▽

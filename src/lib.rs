//! # Mobility Harvester
//!
//! A harvesting engine for public-transport telemetry: poll operator feeds
//! on a schedule, keep every response in a deduplicating time-series store,
//! derive new collections from old ones in incremental windows, and serve
//! the results over HTTP.
//!
//! ## Architecture
//!
//! ```text
//! ┌────────────┐  payload  ┌──────────────┐  window  ┌────────────┐
//! │ Collectors │──────────▶│    Store     │◀────────▶│ Harvesters │
//! │  (http)    │           │ SQLite/dedup │  output  │ trajectory │
//! └────────────┘           └──────┬───────┘          │  concat    │
//!                                 │                  └────────────┘
//!                                 ▼
//!                          ┌─────────────┐
//!                          │  Handlers   │  GET /{name}?start=..
//!                          │ read-server │
//!                          └─────────────┘
//! ```
//!
//! The store, the component traits, the dependency graph, the incremental
//! window step and trajectory reconstruction live in
//! [`mobility_harvester_core`]. This crate adds the SQLite backend,
//! configuration, the built-in implementations and the runtime.
//!
//! ## Quick Start
//!
//! ```bash
//! harvest init                                  # create database
//! harvest components                            # show the component tree
//! harvest run --collectors all --harvesters all --handlers all
//! harvest catch-up                              # rebuild derived data
//! harvest query stib.trips --limit 5
//! ```
//!
//! ## Modules
//!
//! | Module | Purpose |
//! |--------|---------|
//! | [`config`] | Main TOML file and component tree |
//! | [`db`] | Database connection |
//! | [`migrate`] | Schema creation |
//! | [`sqlite_store`] | SQLite [`Store`](mobility_harvester_core::store::Store) backend |
//! | [`registry`] | Implementation factories |
//! | [`pipeline`] | Built components and CLI selection |
//! | [`collector_http`] | HTTP polling collector |
//! | [`harvester_trajectory`] | Trip reconstruction harvester |
//! | [`harvester_concat`] | Window archiving harvester |
//! | [`handler_range`] | Raw time-range handler |
//! | [`handler_trips`] | Trip summary handler |
//! | [`runner`] | Collector and harvester loops |
//! | [`server`] | Handler read-server |
//! | [`commands`] | CLI command implementations |

pub mod collector_http;
pub mod commands;
pub mod config;
pub mod db;
pub mod handler_range;
pub mod handler_trips;
pub mod harvester_concat;
pub mod harvester_trajectory;
pub mod migrate;
pub mod pipeline;
pub mod registry;
pub mod runner;
pub mod server;
pub mod sqlite_store;
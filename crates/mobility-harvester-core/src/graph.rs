//! The component graph: an arena of nodes with index-based edges.
//!
//! Every configured component becomes one [`GraphNode`]. Its `source` and
//! `dependencies` are resolved to [`NodeId`]s once, when the graph is
//! built, so unknown references are reported at load time and the
//! bootstrap ordering is a plain scan over vectors.

use std::collections::HashMap;

use thiserror::Error;

use crate::component::Role;

/// Index of a node in its [`ComponentGraph`].
#[derive(Debug, Clone, Copy, PartialEq, Eq, Hash, PartialOrd, Ord)]
pub struct NodeId(pub usize);

#[derive(Debug, Error, PartialEq, Eq)]
pub enum GraphError {
    #[error("component '{0}' is declared twice")]
    DuplicateName(String),
    #[error("component '{component}' references unknown component '{reference}'")]
    UnknownReference { component: String, reference: String },
}

/// A component as declared, before references are resolved.
#[derive(Debug, Clone)]
pub struct NodeDecl {
    pub name: String,
    pub role: Role,
    pub source: Option<String>,
    pub dependencies: Vec<String>,
}

#[derive(Debug, Clone)]
pub struct GraphNode {
    pub name: String,
    pub role: Role,
    pub source: Option<NodeId>,
    pub dependencies: Vec<NodeId>,
}

impl GraphNode {
    /// The source followed by every dependency, in declaration order.
    pub fn prerequisites(&self) -> impl Iterator<Item = NodeId> + '_ {
        self.dependencies.iter().copied().chain(self.source)
    }
}

/// Result of [`ComponentGraph::bootstrap_order`].
#[derive(Debug, Clone, PartialEq, Eq)]
pub struct BootstrapOrder {
    /// Every harvester, ordered so prerequisites come first where possible.
    pub order: Vec<NodeId>,
    /// Harvesters that could not be placed after their prerequisites
    /// (cycles). They are also present at the end of `order`.
    pub unresolved: Vec<NodeId>,
}

/// Upper bound on resolver scans, whatever the graph looks like.
const MAX_RESOLVER_ITERATIONS: usize = 10_000;

#[derive(Debug, Clone, Default)]
pub struct ComponentGraph {
    nodes: Vec<GraphNode>,
    by_name: HashMap<String, NodeId>,
}

impl ComponentGraph {
    /// Build the arena, resolving every reference by name.
    pub fn build(decls: impl IntoIterator<Item = NodeDecl>) -> Result<Self, GraphError> {
        let decls: Vec<NodeDecl> = decls.into_iter().collect();
        let mut by_name = HashMap::with_capacity(decls.len());
        for (idx, decl) in decls.iter().enumerate() {
            if by_name.insert(decl.name.clone(), NodeId(idx)).is_some() {
                return Err(GraphError::DuplicateName(decl.name.clone()));
            }
        }

        let resolve = |component: &str, reference: &str| {
            by_name
                .get(reference)
                .copied()
                .ok_or_else(|| GraphError::UnknownReference {
                    component: component.to_string(),
                    reference: reference.to_string(),
                })
        };

        let mut nodes = Vec::with_capacity(decls.len());
        for decl in &decls {
            let source = decl
                .source
                .as_deref()
                .map(|s| resolve(&decl.name, s))
                .transpose()?;
            let dependencies = decl
                .dependencies
                .iter()
                .map(|d| resolve(&decl.name, d))
                .collect::<Result<Vec<_>, _>>()?;
            nodes.push(GraphNode {
                name: decl.name.clone(),
                role: decl.role,
                source,
                dependencies,
            });
        }

        Ok(Self { nodes, by_name })
    }

    pub fn len(&self) -> usize {
        self.nodes.len()
    }

    pub fn is_empty(&self) -> bool {
        self.nodes.is_empty()
    }

    pub fn node(&self, id: NodeId) -> &GraphNode {
        &self.nodes[id.0]
    }

    pub fn id_of(&self, name: &str) -> Option<NodeId> {
        self.by_name.get(name).copied()
    }

    pub fn get(&self, name: &str) -> Option<&GraphNode> {
        self.id_of(name).map(|id| self.node(id))
    }

    pub fn nodes(&self) -> impl Iterator<Item = (NodeId, &GraphNode)> {
        self.nodes.iter().enumerate().map(|(i, n)| (NodeId(i), n))
    }

    pub fn with_role(&self, role: Role) -> impl Iterator<Item = (NodeId, &GraphNode)> {
        self.nodes().filter(move |(_, n)| n.role == role)
    }

    /// Best-effort topological order of the harvesters for a catch-up run.
    ///
    /// A prerequisite is satisfied when it is already placed, when it has
    /// no source of its own (collectors, and anything else with nothing
    /// upstream), or when it is the harvester itself. Each scan places the
    /// first harvester whose prerequisites are all satisfied. The loop ends
    /// when every harvester is placed, when a full scan places nothing, or
    /// after [`MAX_RESOLVER_ITERATIONS`]; leftovers are appended in
    /// declaration order and reported as unresolved.
    pub fn bootstrap_order(&self) -> BootstrapOrder {
        let mut pending: Vec<NodeId> = self.with_role(Role::Harvester).map(|(id, _)| id).collect();
        let mut placed = vec![false; self.nodes.len()];
        let mut order = Vec::with_capacity(pending.len());

        for _ in 0..MAX_RESOLVER_ITERATIONS {
            if pending.is_empty() {
                break;
            }
            let ready = pending.iter().position(|&id| {
                self.node(id)
                    .prerequisites()
                    .all(|pre| pre == id || placed[pre.0] || self.node(pre).source.is_none())
            });
            let Some(pos) = ready else {
                break;
            };
            let id = pending.remove(pos);
            placed[id.0] = true;
            order.push(id);
        }

        order.extend(pending.iter().copied());
        BootstrapOrder {
            order,
            unresolved: pending,
        }
    }
}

△

## Assigned task
Print the data above exactly.

## Response box
filename src/lib.rs
//! # Mobility Harvester
//!
//! A harvesting engine for public-transport telemetry: poll operator feeds
//! on a schedule, keep every response in a deduplicating time-series store,
//! derive new collections from old ones in incremental windows, and serve
//! the results over HTTP.
//!
//! ## Architecture
//!
//! ```text
//! ┌────────────┐  payload  ┌──────────────┐  window  ┌────────────┐
//! │ Collectors │──────────▶│    Store     │◀────────▶│ Harvesters │
//! │  (http)    │           │ SQLite/dedup │  output  │ trajectory │
//! └────────────┘           └──────┬───────┘          │  concat    │
//!                                 │                  └────────────┘
//!                                 ▼
//!                          ┌─────────────┐
//!                          │  Handlers   │  GET /{name}?start=..
//!                          │ read-server │
//!                          └─────────────┘
//! ```
//!
//! The store, the component traits, the dependency graph, the incremental
//! window step and trajectory reconstruction live in
//! [`mobility_harvester_core`]. This crate adds the SQLite backend,
//! configuration, the built-in implementations and the runtime.
//!
//! ## Quick Start
//!
//! ```bash
//! harvest init                                  # create database
//! harvest components                            # show the component tree
//! harvest run --collectors all --harvesters all --handlers all
//! harvest catch-up                              # rebuild derived data
//! harvest query stib.trips --limit 5
//! ```
//!
//! ## Modules
//!
//! | Module | Purpose |
//! |--------|---------|
//! | [`config`] | Main TOML file and component tree |
//! | [`db`] | Database connection |
//! | [`migrate`] | Schema creation |
//! | [`sqlite_store`] | SQLite [`Store`](mobility_harvester_core::store::Store) backend |
//! | [`registry`] | Implementation factories |
//! | [`pipeline`] | Built components and CLI selection |
//! | [`collector_http`] | HTTP polling collector |
//! | [`harvester_trajectory`] | Trip reconstruction harvester |
//! | [`harvester_concat`] | Window archiving harvester |
//! | [`handler_range`] | Raw time-range handler |
//! | [`handler_trips`] | Trip summary handler |
//! | [`runner`] | Collector and harvester loops |
//! | [`server`] | Handler read-server |
//! | [`commands`] | CLI command implementations |

pub mod collector_http;
pub mod commands;
pub mod config;
pub mod db;
pub mod handler_range;
pub mod handler_trips;
pub mod harvester_concat;
pub mod harvester_trajectory;
pub mod migrate;
pub mod pipeline;
pub mod registry;
pub mod runner;
pub mod server;
pub mod sqlite_store;
filename crates/mobility-harvester-core/src/graph.rs
//! The component graph: an arena of nodes with index-based edges.
//!
//! Every configured component becomes one [`GraphNode`]. Its `source` and
//! `dependencies` are resolved to [`NodeId`]s once, when the graph is
//! built, so unknown references are reported at load time and the
//! bootstrap ordering is a plain scan over vectors.

use std::collections::HashMap;

use thiserror::Error;

use crate::component::Role;

/// Index of a node in its [`ComponentGraph`].
#[derive(Debug, Clone, Copy, PartialEq, Eq, Hash, PartialOrd, Ord)]
pub struct NodeId(pub usize);

#[derive(Debug, Error, PartialEq, Eq)]
pub enum GraphError {
    #[error("component '{0}' is declared twice")]
    DuplicateName(String),
    #[error("component '{component}' references unknown component '{reference}'")]
    UnknownReference { component: String, reference: String },
}

/// A component as declared, before references are resolved.
#[derive(Debug, Clone)]
pub struct NodeDecl {
    pub name: String,
    pub role: Role,
    pub source: Option<String>,
    pub dependencies: Vec<String>,
}

#[derive(Debug, Clone)]
pub struct GraphNode {
    pub name: String,
    pub role: Role,
    pub source: Option<NodeId>,
    pub dependencies: Vec<NodeId>,
}

impl GraphNode {
    /// The source followed by every dependency, in declaration order.
    pub fn prerequisites(&self) -> impl Iterator<Item = NodeId> + '_ {
        self.dependencies.iter().copied().chain(self.source)
    }
}

/// Result of [`ComponentGraph::bootstrap_order`].
#[derive(Debug, Clone, PartialEq, Eq)]
pub struct BootstrapOrder {
    /// Every harvester, ordered so prerequisites come first where possible.
    pub order: Vec<NodeId>,
    /// Harvesters that could not be placed after their prerequisites
    /// (cycles). They are also present at the end of `order`.
    pub unresolved: Vec<NodeId>,
}

/// Upper bound on resolver scans, whatever the graph looks like.
const MAX_RESOLVER_ITERATIONS: usize = 10_000;

#[derive(Debug, Clone, Default)]
pub struct ComponentGraph {
    nodes: Vec<GraphNode>,
    by_name: HashMap<String, NodeId>,
}

impl ComponentGraph {
    /// Build the arena, resolving every reference by name.
    pub fn build(decls: impl IntoIterator<Item = NodeDecl>) -> Result<Self, GraphError> {
        let decls: Vec<NodeDecl> = decls.into_iter().collect();
        let mut by_name = HashMap::with_capacity(decls.len());
        for (idx, decl) in decls.iter().enumerate() {
            if by_name.insert(decl.name.clone(), NodeId(idx)).is_some() {
                return Err(GraphError::DuplicateName(decl.name.clone()));
            }
        }

        let resolve = |component: &str, reference: &str| {
            by_name
                .get(reference)
                .copied()
                .ok_or_else(|| GraphError::UnknownReference {
                    component: component.to_string(),
                    reference: reference.to_string(),
                })
        };

        let mut nodes = Vec::with_capacity(decls.len());
        for decl in &decls {
            let source = decl
                .source
                .as_deref()
                .map(|s| resolve(&decl.name, s))
                .transpose()?;
            let dependencies = decl
                .dependencies
                .iter()
                .map(|d| resolve(&decl.name, d))
                .collect::<Result<Vec<_>, _>>()?;
            nodes.push(GraphNode {
                name: decl.name.clone(),
                role: decl.role,
                source,
                dependencies,
            });
        }

        Ok(Self { nodes, by_name })
    }

    pub fn len(&self) -> usize {
        self.nodes.len()
    }

    pub fn is_empty(&self) -> bool {
        self.nodes.is_empty()
    }

    pub fn node(&self, id: NodeId) -> &GraphNode {
        &self.nodes[id.0]
    }

    pub fn id_of(&self, name: &str) -> Option<NodeId> {
        self.by_name.get(name).copied()
    }

    pub fn get(&self, name: &str) -> Option<&GraphNode> {
        self.id_of(name).map(|id| self.node(id))
    }

    pub fn nodes(&self) -> impl Iterator<Item = (NodeId, &GraphNode)> {
        self.nodes.iter().enumerate().map(|(i, n)| (NodeId(i), n))
    }

    pub fn with_role(&self, role: Role) -> impl Iterator<Item = (NodeId, &GraphNode)> {
        self.nodes().filter(move |(_, n)| n.role == role)
    }

    /// Best-effort topological order of the harvesters for a catch-up run.
    ///
    /// A prerequisite is satisfied when it is already placed, when it has
    /// no source of its own (collectors, and anything else with nothing
    /// upstream), or when it is the harvester itself. Each scan places the
    /// first harvester whose prerequisites are all satisfied. The loop ends
    /// when every harvester is placed, when a full scan places nothing, or
    /// after [`MAX_RESOLVER_ITERATIONS`]; leftovers are appended in
    /// declaration order and reported as unresolved.
    pub fn bootstrap_order(&self) -> BootstrapOrder {
        let mut pending: Vec<NodeId> = self.with_role(Role::Harvester).map(|(id, _)| id).collect();
        let mut placed = vec![false; self.nodes.len()];
        let mut order = Vec::with_capacity(pending.len());

        for _ in 0..MAX_RESOLVER_ITERATIONS {
            if pending.is_empty() {
                break;
            }
            let ready = pending.iter().position(|&id| {
                self.node(id)
                    .prerequisites()
                    .all(|pre| pre == id || placed[pre.0] || self.node(pre).source.is_none())
            });
            let Some(pos) = ready else {
                break;
            };
            let id = pending.remove(pos);
            placed[id.0] = true;
            order.push(id);
        }

        order.extend(pending.iter().copied());
        BootstrapOrder {
            order,
            unresolved: pending,
        }
    }
}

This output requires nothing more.